* **WHAT IS BEING ASKED**
Report each line from the data below that holds the word "BfvParameters".

* **MATERIALS PROVIDED**
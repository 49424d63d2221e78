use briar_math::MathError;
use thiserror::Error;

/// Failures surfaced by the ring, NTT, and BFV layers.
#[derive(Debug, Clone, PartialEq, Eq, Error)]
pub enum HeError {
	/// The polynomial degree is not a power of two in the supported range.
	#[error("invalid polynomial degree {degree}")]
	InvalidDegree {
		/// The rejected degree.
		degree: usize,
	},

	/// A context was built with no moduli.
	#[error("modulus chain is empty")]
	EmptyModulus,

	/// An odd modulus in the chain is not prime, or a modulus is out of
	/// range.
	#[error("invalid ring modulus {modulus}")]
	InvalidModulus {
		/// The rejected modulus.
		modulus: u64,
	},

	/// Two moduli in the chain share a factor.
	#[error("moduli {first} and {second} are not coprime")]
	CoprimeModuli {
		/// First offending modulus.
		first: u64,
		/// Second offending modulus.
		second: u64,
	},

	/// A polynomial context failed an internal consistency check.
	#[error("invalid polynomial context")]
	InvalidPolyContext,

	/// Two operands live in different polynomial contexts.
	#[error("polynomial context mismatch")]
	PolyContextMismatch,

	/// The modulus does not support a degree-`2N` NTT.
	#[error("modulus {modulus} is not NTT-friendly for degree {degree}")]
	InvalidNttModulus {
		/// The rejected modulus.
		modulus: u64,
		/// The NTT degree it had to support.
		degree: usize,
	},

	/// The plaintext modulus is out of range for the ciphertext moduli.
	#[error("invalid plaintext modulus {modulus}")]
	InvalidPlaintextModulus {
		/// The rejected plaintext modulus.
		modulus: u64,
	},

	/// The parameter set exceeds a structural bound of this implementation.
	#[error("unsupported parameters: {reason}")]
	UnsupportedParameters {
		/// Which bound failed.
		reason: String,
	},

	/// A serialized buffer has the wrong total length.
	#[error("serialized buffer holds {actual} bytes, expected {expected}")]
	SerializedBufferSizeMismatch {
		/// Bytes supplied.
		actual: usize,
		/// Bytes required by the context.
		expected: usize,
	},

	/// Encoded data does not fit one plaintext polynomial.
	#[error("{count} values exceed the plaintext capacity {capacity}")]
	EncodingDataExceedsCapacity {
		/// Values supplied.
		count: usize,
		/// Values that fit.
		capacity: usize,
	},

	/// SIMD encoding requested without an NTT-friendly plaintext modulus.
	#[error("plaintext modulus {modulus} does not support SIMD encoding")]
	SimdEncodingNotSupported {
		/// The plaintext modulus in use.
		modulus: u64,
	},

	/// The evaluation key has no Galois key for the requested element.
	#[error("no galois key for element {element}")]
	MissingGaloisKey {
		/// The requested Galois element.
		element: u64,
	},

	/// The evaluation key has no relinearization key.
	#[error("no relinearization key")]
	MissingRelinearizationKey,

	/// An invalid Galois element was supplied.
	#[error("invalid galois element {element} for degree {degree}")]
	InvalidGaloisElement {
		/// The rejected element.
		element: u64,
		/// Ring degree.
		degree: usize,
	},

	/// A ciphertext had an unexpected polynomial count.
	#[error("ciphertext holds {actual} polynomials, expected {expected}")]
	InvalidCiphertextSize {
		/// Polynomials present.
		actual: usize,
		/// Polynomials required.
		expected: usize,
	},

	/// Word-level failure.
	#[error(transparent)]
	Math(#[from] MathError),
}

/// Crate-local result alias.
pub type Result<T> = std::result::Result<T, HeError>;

* * *

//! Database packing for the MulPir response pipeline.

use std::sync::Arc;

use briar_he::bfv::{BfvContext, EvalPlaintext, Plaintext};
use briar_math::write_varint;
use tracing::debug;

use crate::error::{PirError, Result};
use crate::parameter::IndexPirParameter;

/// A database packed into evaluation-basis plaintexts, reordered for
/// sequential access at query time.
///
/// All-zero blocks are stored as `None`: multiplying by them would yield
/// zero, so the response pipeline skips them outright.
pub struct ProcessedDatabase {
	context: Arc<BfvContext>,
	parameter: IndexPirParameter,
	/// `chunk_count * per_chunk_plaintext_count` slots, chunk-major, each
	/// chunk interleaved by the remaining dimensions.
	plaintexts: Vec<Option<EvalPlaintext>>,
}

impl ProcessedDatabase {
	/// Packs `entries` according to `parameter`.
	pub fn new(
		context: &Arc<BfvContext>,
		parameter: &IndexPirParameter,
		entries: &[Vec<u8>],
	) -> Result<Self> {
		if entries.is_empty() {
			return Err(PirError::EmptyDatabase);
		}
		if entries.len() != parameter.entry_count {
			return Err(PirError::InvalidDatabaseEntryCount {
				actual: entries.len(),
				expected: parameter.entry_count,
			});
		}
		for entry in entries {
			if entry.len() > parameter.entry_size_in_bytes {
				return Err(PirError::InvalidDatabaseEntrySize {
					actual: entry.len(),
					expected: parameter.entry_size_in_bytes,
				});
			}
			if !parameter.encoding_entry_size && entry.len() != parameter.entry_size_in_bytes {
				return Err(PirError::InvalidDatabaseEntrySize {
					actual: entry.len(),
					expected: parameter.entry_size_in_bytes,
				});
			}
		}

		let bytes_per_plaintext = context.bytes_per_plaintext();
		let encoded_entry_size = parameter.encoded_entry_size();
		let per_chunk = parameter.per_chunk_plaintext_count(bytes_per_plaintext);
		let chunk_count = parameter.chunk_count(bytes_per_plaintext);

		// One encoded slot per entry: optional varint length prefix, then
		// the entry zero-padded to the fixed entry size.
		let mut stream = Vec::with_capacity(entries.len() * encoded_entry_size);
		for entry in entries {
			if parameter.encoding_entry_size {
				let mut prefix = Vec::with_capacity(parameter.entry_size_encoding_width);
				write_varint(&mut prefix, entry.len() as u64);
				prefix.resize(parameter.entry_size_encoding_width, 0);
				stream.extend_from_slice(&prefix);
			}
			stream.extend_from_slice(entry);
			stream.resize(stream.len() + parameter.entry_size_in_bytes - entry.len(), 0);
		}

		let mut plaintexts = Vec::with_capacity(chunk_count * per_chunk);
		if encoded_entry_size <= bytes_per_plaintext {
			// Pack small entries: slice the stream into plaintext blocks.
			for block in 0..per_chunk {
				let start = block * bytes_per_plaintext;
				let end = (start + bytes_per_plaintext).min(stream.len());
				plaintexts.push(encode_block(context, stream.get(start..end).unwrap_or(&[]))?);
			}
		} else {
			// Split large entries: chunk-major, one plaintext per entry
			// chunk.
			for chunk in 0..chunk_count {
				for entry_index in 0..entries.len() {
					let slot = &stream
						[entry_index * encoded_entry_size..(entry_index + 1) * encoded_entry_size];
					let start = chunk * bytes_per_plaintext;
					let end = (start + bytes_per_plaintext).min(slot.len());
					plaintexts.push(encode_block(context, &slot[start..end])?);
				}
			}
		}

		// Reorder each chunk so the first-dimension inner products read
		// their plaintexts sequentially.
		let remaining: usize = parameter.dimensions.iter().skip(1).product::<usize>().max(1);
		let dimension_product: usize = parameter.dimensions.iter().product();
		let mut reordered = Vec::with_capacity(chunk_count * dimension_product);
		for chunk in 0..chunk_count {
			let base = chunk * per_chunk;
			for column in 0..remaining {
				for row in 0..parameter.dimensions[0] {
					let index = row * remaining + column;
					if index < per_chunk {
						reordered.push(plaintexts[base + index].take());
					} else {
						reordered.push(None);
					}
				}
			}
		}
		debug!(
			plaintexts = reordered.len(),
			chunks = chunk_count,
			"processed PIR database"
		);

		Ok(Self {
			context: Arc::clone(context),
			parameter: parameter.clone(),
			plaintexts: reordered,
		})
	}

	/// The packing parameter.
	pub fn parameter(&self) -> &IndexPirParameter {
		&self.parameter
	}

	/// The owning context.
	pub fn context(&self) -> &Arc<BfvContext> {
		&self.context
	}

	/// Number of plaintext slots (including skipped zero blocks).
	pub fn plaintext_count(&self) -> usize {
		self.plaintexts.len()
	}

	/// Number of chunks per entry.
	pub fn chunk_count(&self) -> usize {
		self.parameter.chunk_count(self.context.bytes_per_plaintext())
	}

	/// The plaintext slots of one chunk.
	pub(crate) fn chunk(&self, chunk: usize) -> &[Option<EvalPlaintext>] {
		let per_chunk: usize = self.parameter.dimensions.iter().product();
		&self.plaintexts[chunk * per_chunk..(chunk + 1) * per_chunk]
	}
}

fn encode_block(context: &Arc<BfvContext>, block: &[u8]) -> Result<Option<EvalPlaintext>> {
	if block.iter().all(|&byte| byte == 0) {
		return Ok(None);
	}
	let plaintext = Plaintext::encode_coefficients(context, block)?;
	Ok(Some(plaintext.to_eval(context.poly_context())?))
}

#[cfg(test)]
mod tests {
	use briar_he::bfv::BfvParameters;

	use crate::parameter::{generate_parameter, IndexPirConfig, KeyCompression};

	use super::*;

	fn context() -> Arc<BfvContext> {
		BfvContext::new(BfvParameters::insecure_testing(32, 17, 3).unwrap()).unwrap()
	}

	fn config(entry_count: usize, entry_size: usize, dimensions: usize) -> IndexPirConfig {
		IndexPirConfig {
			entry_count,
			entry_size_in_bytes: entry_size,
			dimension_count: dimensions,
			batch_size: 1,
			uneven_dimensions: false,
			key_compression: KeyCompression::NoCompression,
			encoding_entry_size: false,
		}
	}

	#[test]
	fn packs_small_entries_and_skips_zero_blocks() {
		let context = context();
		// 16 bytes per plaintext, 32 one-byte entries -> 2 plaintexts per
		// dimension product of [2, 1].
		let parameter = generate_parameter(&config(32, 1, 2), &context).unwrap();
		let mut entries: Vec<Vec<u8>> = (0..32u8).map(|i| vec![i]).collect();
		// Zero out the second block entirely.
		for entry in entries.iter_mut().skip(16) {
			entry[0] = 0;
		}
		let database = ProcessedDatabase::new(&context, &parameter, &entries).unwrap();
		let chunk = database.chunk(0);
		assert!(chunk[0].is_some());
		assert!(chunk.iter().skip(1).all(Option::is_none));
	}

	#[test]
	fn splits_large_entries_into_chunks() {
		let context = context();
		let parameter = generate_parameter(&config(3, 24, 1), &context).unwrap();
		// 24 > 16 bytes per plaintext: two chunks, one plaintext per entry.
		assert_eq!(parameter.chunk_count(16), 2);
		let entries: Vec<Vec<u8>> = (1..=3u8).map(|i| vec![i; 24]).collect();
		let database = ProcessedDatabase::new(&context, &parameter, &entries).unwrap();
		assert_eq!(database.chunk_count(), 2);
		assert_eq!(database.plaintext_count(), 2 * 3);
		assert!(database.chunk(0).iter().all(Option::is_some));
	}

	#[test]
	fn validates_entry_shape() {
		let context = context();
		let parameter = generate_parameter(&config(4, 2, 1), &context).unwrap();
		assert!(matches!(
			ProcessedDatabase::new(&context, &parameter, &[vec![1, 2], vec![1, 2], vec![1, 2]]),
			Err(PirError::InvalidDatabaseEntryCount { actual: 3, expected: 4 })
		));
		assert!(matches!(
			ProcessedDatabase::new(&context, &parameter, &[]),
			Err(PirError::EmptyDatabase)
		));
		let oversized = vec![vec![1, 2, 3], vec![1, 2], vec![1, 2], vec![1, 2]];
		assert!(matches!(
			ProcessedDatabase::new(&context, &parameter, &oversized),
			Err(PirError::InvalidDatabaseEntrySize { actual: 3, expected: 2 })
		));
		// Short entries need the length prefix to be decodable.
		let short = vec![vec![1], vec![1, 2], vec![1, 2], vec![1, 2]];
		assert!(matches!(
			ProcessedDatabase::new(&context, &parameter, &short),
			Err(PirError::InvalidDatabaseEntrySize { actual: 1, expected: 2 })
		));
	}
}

* * *

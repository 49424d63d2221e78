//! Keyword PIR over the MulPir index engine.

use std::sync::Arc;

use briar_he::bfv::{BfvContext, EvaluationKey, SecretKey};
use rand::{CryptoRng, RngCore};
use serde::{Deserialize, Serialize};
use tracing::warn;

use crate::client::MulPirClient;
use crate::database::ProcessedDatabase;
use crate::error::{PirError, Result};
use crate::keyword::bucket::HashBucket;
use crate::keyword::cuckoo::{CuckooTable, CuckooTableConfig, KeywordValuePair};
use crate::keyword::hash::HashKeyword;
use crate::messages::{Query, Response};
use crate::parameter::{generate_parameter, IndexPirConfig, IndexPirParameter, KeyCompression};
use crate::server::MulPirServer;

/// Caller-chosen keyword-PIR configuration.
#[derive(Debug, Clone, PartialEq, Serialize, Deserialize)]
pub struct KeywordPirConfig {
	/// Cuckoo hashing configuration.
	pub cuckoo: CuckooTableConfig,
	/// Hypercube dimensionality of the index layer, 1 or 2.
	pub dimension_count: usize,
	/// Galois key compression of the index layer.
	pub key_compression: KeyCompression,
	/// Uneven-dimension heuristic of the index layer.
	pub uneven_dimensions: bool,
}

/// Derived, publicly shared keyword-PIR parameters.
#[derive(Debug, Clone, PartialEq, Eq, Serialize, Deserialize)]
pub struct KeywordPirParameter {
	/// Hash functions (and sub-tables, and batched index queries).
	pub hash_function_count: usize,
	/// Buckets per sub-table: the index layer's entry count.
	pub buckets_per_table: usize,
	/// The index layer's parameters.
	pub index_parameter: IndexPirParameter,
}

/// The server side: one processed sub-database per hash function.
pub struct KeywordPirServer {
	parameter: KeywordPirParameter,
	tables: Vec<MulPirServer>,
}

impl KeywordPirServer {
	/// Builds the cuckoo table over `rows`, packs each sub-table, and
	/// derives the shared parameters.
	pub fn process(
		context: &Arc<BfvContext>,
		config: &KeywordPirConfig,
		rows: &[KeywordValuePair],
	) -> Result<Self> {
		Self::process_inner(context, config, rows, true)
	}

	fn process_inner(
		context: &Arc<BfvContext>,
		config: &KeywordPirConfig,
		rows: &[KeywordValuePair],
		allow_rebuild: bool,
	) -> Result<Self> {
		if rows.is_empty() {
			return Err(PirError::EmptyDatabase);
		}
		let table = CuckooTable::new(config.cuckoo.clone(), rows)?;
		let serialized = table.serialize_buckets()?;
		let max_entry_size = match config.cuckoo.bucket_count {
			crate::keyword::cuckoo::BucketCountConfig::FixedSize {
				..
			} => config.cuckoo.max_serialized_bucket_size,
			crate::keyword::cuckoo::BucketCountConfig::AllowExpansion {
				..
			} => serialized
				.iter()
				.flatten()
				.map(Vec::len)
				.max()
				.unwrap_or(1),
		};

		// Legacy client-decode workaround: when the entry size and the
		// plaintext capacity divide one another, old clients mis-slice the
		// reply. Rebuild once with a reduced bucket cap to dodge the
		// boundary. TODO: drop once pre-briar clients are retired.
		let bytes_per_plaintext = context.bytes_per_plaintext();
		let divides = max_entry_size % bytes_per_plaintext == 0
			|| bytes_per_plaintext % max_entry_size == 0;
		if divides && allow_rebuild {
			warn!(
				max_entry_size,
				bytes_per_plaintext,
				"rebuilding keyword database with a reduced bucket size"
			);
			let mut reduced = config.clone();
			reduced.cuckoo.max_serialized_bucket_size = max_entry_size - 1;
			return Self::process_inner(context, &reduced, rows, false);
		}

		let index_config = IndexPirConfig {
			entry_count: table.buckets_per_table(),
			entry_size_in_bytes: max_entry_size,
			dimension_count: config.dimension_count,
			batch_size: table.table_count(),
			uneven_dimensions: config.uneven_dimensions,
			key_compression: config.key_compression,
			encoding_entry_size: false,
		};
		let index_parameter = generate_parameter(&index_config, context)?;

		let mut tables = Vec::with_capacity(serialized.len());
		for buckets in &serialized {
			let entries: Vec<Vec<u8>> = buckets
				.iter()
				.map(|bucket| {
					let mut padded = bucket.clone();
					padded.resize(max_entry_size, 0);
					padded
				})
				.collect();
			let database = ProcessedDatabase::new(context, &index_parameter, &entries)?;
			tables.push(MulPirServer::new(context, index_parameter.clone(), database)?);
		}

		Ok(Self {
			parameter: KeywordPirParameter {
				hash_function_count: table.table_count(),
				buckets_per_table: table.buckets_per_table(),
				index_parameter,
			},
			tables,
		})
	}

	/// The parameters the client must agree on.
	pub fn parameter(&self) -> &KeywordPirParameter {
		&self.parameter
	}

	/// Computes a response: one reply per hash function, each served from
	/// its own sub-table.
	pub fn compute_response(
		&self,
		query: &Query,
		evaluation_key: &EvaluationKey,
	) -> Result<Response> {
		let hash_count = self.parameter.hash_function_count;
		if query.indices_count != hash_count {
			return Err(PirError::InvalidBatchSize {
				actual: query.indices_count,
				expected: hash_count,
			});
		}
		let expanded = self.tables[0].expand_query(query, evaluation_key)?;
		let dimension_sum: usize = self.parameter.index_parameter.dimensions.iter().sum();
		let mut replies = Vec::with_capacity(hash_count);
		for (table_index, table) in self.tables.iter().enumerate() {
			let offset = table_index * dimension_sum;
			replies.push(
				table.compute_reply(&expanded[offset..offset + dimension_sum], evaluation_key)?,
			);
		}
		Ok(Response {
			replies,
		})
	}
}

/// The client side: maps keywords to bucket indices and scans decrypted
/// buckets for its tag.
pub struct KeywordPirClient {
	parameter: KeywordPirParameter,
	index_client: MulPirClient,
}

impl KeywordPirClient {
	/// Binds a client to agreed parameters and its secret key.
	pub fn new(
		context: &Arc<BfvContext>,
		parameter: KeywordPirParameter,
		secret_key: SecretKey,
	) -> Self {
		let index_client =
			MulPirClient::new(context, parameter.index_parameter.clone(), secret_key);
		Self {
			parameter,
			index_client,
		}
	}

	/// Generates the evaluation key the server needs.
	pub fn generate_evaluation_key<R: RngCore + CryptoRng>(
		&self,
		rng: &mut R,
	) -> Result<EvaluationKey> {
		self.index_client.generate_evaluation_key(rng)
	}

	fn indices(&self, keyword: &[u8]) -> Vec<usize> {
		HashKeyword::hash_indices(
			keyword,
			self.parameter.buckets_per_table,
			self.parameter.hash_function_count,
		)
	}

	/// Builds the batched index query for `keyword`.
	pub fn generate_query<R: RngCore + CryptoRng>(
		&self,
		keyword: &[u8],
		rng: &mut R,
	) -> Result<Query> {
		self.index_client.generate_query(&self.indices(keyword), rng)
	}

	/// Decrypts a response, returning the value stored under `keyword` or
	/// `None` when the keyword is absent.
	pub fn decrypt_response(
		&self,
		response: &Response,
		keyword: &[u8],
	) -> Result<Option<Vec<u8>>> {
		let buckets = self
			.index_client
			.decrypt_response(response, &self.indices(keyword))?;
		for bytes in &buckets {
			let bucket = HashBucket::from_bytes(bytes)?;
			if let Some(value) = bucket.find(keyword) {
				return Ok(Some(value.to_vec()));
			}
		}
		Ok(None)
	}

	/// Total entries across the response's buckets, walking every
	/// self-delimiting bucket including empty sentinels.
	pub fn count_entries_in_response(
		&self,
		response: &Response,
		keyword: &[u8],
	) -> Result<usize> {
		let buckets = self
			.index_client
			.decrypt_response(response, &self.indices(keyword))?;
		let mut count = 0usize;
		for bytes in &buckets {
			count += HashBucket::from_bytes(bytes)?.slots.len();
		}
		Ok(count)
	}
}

* **WORKED SOLUTION**
	use briar_he::bfv::BfvParameters;
		BfvContext::new(BfvParameters::insecure_testing(32, 17, 3).unwrap()).unwrap()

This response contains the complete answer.